Lindsay Thomason's Fundraiser
Step Up to Prevent Harm!
We can End Sexual Assault Before it Starts. Donate today!
Join me in supporting real change. Let’s invest in an urgent, and often overlooked cause—so every child can grow up with healthier skills and a future with less harm.
Just a small donation will go a long way to helping me meet my goal for the Erin Levitas Foundation.
With your help we can ensure parents and communities can support less children to grow up causing or becoming survivors of sexual violence.
Every dollar raised helps bring Parent Talk, Teacher Talk, and Erin Talk to more schools, families, and workplaces; spreading prevention education and empowering conversations that stop harm before it starts.
What is the Erin Levitas Foundation?
The Erin Levitas Foundation envisions a future with education for youth and young adults to prevent sexual assault and help survivors heal. Erin Levitas was a young woman who was kept up from night terrors for years after she had been raped. She wanted to live her life to ensure sexual assault didn't keep happening to others. Due to illness, Erin is no longer her to do this work, but her legacy lives on through this foundation.
ELF invests in and creates research-based programs to prevent sexual assault. To change the unhealthy attitudes and behaviors of youth that give rise to sexual violence in their futures. Nearly 50% of middle school students report experiencing sexual harassment, and this number is believed to be under reported. Sexual Harassment is a precursor to sexual assault and rape, which escalates in high school and college. If we can focus on sexual harassment early, we can reduce sexual assault and rape. Join us in our work to educate youth and involve our community in this important education to change the future.
Here are the facts:
Sexual Violence is Happening and it Starts Early:
- Over half of women and almost one in three men have experienced sexual violence involving physical contact during their lifetimes. (CDC)
- More than four in five female rape survivors reported that they were first raped before age 25 and almost half were first raped as a minor (i.e., before age 18). (CDC)

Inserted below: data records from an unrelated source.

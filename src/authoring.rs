//! Space authoring: turns raw dialog input into a creatable `Space`.
//!
//! DESIGN
//! ======
//! The validator holds the dialog's form behind a mutex so the name field
//! and the image probe can be driven from different tasks. The image probe
//! is the only suspension point. Each url change issues a new probe token;
//! a probe result is applied only if its token is still the latest, so a
//! slow probe for an old url can never overwrite a newer one.
//!
//! Name and image rules are checked independently and reported together.

use std::fmt;
use std::sync::{Arc, Mutex, MutexGuard, PoisonError};

use serde::Serialize;
use tracing::{debug, warn};

use crate::probe::ImageProbe;
use crate::state::{Coord, META_MULTI, Meta, Space, Surface};

pub const NAME_MIN_CHARS: usize = 3;
pub const NAME_MAX_CHARS: usize = 64;

/// Validity marker shown when the image cannot be loaded.
pub const UNREACHABLE_IMAGE: &str = "unreachable image";

/// Overlay data for a freshly authored space.
const EMPTY_SURFACE_DATA: &str = "[]";

// =============================================================================
// ERRORS
// =============================================================================

#[derive(Debug, Clone, Copy, PartialEq, Eq, Serialize, thiserror::Error)]
#[serde(tag = "kind", rename_all = "snake_case")]
pub enum NameError {
    #[error("name must be at least {min} characters (got {len})", min = NAME_MIN_CHARS)]
    TooShort { len: usize },
    #[error("name must be at most {max} characters (got {len})", max = NAME_MAX_CHARS)]
    TooLong { len: usize },
}

#[derive(Debug, Clone, Copy, PartialEq, Eq, Serialize, thiserror::Error)]
#[serde(rename_all = "snake_case")]
pub enum ImageError {
    #[error("image url is required")]
    Missing,
    #[error("image is still loading")]
    Pending,
    #[error("unreachable image")]
    Unreachable,
}

/// Every failing rule of a form, reported together.
#[derive(Debug, Clone, PartialEq, Eq, Serialize)]
pub struct ValidationErrors {
    pub name: Option<NameError>,
    pub image: Option<ImageError>,
}

impl ValidationErrors {
    #[must_use]
    pub fn is_empty(&self) -> bool {
        self.name.is_none() && self.image.is_none()
    }
}

impl fmt::Display for ValidationErrors {
    fn fmt(&self, f: &mut fmt::Formatter<'_>) -> fmt::Result {
        match (&self.name, &self.image) {
            (Some(name), Some(image)) => write!(f, "{name}; {image}"),
            (Some(name), None) => write!(f, "{name}"),
            (None, Some(image)) => write!(f, "{image}"),
            (None, None) => write!(f, "valid"),
        }
    }
}

impl std::error::Error for ValidationErrors {}

impl crate::error::ErrorCode for ValidationErrors {
    fn error_code(&self) -> &'static str {
        "E_VALIDATION"
    }
}

/// Check the name length rule on its own.
///
/// # Errors
///
/// Returns the violated bound with the measured character count.
pub fn validate_name(name: &str) -> Result<(), NameError> {
    let len = name.chars().count();
    if len < NAME_MIN_CHARS {
        return Err(NameError::TooShort { len });
    }
    if len > NAME_MAX_CHARS {
        return Err(NameError::TooLong { len });
    }
    Ok(())
}

// =============================================================================
// FORM
// =============================================================================

#[derive(Debug, Clone, Copy, PartialEq, Eq)]
enum ImageState {
    Empty,
    Pending,
    Loaded,
    Unreachable,
}

#[derive(Debug)]
struct AuthoringForm {
    name: String,
    image_url: String,
    multi: bool,
    size: Coord,
    image: ImageState,
    probe_token: u64,
}

impl AuthoringForm {
    fn new() -> Self {
        Self {
            name: String::new(),
            image_url: String::new(),
            multi: false,
            size: Coord::default(),
            image: ImageState::Empty,
            probe_token: 0,
        }
    }

    fn image_error(&self) -> Option<ImageError> {
        match self.image {
            ImageState::Empty => Some(ImageError::Missing),
            ImageState::Pending => Some(ImageError::Pending),
            ImageState::Unreachable => Some(ImageError::Unreachable),
            ImageState::Loaded => None,
        }
    }

    fn check(&self) -> Result<(), ValidationErrors> {
        let errors = ValidationErrors { name: validate_name(&self.name).err(), image: self.image_error() };
        if errors.is_empty() { Ok(()) } else { Err(errors) }
    }
}

/// What happened to one image probe.
#[derive(Debug, Clone, Copy, PartialEq)]
pub enum ProbeOutcome {
    Loaded(Coord),
    Unreachable,
    /// A newer url was set while this probe was in flight; its result was dropped.
    Stale,
    /// The url was empty, so nothing was probed.
    Skipped,
}

// =============================================================================
// VALIDATOR
// =============================================================================

pub struct SpaceAuthoringValidator {
    probe: Arc<dyn ImageProbe>,
    form: Mutex<AuthoringForm>,
}

impl fmt::Debug for SpaceAuthoringValidator {
    fn fmt(&self, f: &mut fmt::Formatter<'_>) -> fmt::Result {
        f.debug_struct("SpaceAuthoringValidator")
            .field("form", &*self.form())
            .finish_non_exhaustive()
    }
}

impl SpaceAuthoringValidator {
    #[must_use]
    pub fn new(probe: Arc<dyn ImageProbe>) -> Self {
        Self { probe, form: Mutex::new(AuthoringForm::new()) }
    }

    fn form(&self) -> MutexGuard<'_, AuthoringForm> {
        self.form.lock().unwrap_or_else(PoisonError::into_inner)
    }

    pub fn set_name(&self, name: impl Into<String>) {
        self.form().name = name.into();
    }

    pub fn set_multi(&self, multi: bool) {
        self.form().multi = multi;
    }

    /// Change the image url and probe it. Size resets to `{0,0}` until the
    /// probe for this url resolves.
    pub async fn set_image_url(&self, url: impl Into<String>) -> ProbeOutcome {
        let url = url.into();
        let empty = url.trim().is_empty();
        let token = {
            let mut form = self.form();
            form.probe_token += 1;
            form.image_url.clone_from(&url);
            form.size = Coord::default();
            form.image = if empty { ImageState::Empty } else { ImageState::Pending };
            form.probe_token
        };
        if empty {
            return ProbeOutcome::Skipped;
        }

        let result = self.probe.probe(&url).await;

        let mut form = self.form();
        if form.probe_token != token {
            debug!(%url, token, latest = form.probe_token, "discarding stale image probe");
            return ProbeOutcome::Stale;
        }
        match result {
            Ok(size) if size.is_positive_area() => {
                form.size = size;
                form.image = ImageState::Loaded;
                ProbeOutcome::Loaded(size)
            }
            Ok(size) => {
                warn!(%url, width = size.x, height = size.y, "image has no area");
                form.image = ImageState::Unreachable;
                ProbeOutcome::Unreachable
            }
            Err(e) => {
                warn!(%url, error = %e, "image probe failed");
                form.image = ImageState::Unreachable;
                ProbeOutcome::Unreachable
            }
        }
    }

    #[must_use]
    pub fn name(&self) -> String {
        self.form().name.clone()
    }

    #[must_use]
    pub fn image_url(&self) -> String {
        self.form().image_url.clone()
    }

    #[must_use]
    pub fn multi(&self) -> bool {
        self.form().multi
    }

    /// Size of the most recently probed image, `{0,0}` if none.
    #[must_use]
    pub fn size(&self) -> Coord {
        self.form().size
    }

    /// The image validity marker, if the last probe failed.
    #[must_use]
    pub fn validity(&self) -> Option<&'static str> {
        (self.form().image == ImageState::Unreachable).then_some(UNREACHABLE_IMAGE)
    }

    /// # Errors
    ///
    /// Returns every failing rule: name length and image reachability.
    pub fn validate(&self) -> Result<(), ValidationErrors> {
        self.form().check()
    }

    /// Assemble a creation request from a fully valid form.
    ///
    /// # Errors
    ///
    /// Returns the failing rules if the form is not valid yet.
    pub fn build_spec(&self) -> Result<Space, ValidationErrors> {
        let form = self.form();
        form.check()?;
        let mut meta = Meta::new();
        meta.insert(META_MULTI.into(), if form.multi { "true".into() } else { String::new() });
        Ok(Space {
            name: form.name.clone(),
            surface: Surface { url: form.image_url.clone(), size: form.size, data: EMPTY_SURFACE_DATA.into() },
            meta,
            wheres: Vec::new(),
        })
    }

    /// Clear the form, as when the dialog closes. In-flight probes become stale.
    pub fn reset(&self) {
        let mut form = self.form();
        let token = form.probe_token;
        *form = AuthoringForm::new();
        form.probe_token = token + 1;
    }
}

#[cfg(test)]
#[path = "authoring_test.rs"]
mod tests;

Sexual Violence is Happening in our Communities:
People who sexually assault usually harm someone they know — a friend, classmate, neighbor, coworker, or relative. In fact, among adults who experienced attempted or completed rape, 73% knew the attacker. This reality shows how complicated sexual violence is: it often happens within trusted relationships, making it harder to recognize and speak up about. That’s why prevention is not only possible but necessary. Through education that takes a comprehensive approach — including learning about boundaries with the people we love and trust — we can give individuals and communities the tools they need to recognize risks, intervene early, and foster safe, respectful connections.
Prevention is Possible:
A holistic plan for sexual violence prevention is the best public health approach because it addresses risk and protective factors across ages and settings, reinforces consistent skills and messages, and shifts the focus from reacting to harm toward building safer, healthier communities. This work has been created in partnership with the University of Maryland Carey School of Law and School of Social Work.
Your support sustains our 3 main programs and resources that support a comprehensive approach to a public health problem that has been plaguing our communities for generations: ERIN Talk, our in-school prevention program for middle school students, and Teacher Talk, an online training for educators to recognize and respond to early signs of harm. It invests in parent programming like Parent Talk to start prevention early, at home. It helps fill gaps in prevention resources, like Every Body Has Questions Portal and societal level impact of getting prevention on people’s radar - dispelling the taboo. It also fuels policy advocacy, groundbreaking research, and mentorship for future legal and social work leaders.
This work is making a difference:
“My students were saying sexually abusive or aggressive things to each other — and didn’t even see them as wrong. This program engages them in meaningful conversations they look forward to.”
— Rhonda Riccetta, Principal, Baltimore City School (ERIN Talk Program Recipients for past 5 years)
When asked 'What was one thing you learned that you didn't know prior to taking the Parent Talk Session':
- "It is okay to talk to your children about things that may seem uncomfortable to you"
- "Being mindful of mobility devises included in boundaries and teaching kids facial expressions matter"
- "That you can teach your child early about body parts - at an early age"
Over 70% of Parent Talk participants were not taught boundary and body safety skills when they were children.
Right now, funding across the field is down. Survivor support is down. And prevention — which is essential to stopping harm before it happens — is often the first to be cut. Your gift today, makes a lasting impact on children today, for everyday of their lives that follows and future generations.